- ABOUT THIS TASK: Of all the lines in the records below, copy only those that contain the string "front".
━━ MATERIAL PROVIDED
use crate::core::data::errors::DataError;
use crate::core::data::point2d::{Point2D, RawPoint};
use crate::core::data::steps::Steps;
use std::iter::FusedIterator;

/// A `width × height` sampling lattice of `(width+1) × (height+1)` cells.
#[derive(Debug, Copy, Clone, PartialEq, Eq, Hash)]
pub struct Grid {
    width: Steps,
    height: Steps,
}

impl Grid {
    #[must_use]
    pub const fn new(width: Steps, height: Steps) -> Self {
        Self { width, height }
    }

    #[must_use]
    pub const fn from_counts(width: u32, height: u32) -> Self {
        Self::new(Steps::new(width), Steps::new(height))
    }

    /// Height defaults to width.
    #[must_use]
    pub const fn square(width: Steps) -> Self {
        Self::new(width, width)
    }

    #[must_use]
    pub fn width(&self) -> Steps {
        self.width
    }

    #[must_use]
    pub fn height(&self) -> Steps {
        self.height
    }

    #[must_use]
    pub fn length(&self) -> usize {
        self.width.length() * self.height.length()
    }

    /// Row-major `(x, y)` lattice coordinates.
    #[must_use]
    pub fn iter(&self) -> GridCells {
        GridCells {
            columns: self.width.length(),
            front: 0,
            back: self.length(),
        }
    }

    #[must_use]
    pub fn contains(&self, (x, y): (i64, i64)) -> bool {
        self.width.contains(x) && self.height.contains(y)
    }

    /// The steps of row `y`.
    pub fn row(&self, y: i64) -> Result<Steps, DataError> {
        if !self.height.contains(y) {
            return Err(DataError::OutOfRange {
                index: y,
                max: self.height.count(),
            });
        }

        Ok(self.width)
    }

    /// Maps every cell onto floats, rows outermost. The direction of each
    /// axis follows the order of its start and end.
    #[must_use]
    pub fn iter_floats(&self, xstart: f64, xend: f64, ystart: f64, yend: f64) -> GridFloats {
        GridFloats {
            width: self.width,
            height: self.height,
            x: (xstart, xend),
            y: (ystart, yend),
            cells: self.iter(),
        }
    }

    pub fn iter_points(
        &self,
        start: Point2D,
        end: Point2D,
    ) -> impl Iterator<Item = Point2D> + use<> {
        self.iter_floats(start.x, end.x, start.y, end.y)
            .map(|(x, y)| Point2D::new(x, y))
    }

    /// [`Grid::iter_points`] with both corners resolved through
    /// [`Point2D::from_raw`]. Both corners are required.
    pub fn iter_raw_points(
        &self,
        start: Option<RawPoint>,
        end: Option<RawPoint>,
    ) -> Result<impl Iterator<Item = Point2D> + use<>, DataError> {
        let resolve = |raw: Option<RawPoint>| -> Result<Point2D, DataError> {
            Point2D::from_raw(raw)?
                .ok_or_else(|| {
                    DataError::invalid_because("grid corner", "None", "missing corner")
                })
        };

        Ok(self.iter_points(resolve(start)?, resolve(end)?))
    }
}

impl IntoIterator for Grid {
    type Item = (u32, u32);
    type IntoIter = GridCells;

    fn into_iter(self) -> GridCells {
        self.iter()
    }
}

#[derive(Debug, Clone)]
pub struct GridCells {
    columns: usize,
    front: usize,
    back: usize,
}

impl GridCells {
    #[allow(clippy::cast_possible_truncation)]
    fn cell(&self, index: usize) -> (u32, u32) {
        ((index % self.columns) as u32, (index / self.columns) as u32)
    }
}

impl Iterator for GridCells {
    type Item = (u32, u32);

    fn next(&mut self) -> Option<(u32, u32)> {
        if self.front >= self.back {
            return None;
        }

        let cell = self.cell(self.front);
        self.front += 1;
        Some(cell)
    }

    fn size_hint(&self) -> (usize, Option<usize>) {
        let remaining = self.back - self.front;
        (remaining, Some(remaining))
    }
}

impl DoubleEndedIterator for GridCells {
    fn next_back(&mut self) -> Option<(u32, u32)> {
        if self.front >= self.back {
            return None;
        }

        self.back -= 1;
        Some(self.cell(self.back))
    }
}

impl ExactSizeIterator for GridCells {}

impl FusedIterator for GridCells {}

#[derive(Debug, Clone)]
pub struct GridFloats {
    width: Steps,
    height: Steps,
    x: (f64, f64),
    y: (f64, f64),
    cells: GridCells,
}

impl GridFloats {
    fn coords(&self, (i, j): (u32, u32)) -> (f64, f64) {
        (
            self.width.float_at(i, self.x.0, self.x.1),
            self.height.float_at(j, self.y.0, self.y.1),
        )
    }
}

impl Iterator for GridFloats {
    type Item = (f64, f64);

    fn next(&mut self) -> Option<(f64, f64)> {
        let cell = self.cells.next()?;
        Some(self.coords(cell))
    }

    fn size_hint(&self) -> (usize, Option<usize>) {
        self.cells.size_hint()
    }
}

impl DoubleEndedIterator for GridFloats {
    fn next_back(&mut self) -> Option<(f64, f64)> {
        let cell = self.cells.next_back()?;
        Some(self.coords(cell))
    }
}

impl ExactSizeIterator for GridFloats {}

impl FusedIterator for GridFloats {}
━━━━
- REPLY TO THE EXERCISE:
            front: 0,
    front: usize,
        if self.front >= self.back {
        let cell = self.cell(self.front);
        self.front += 1;
        let remaining = self.back - self.front;
        if self.front >= self.back {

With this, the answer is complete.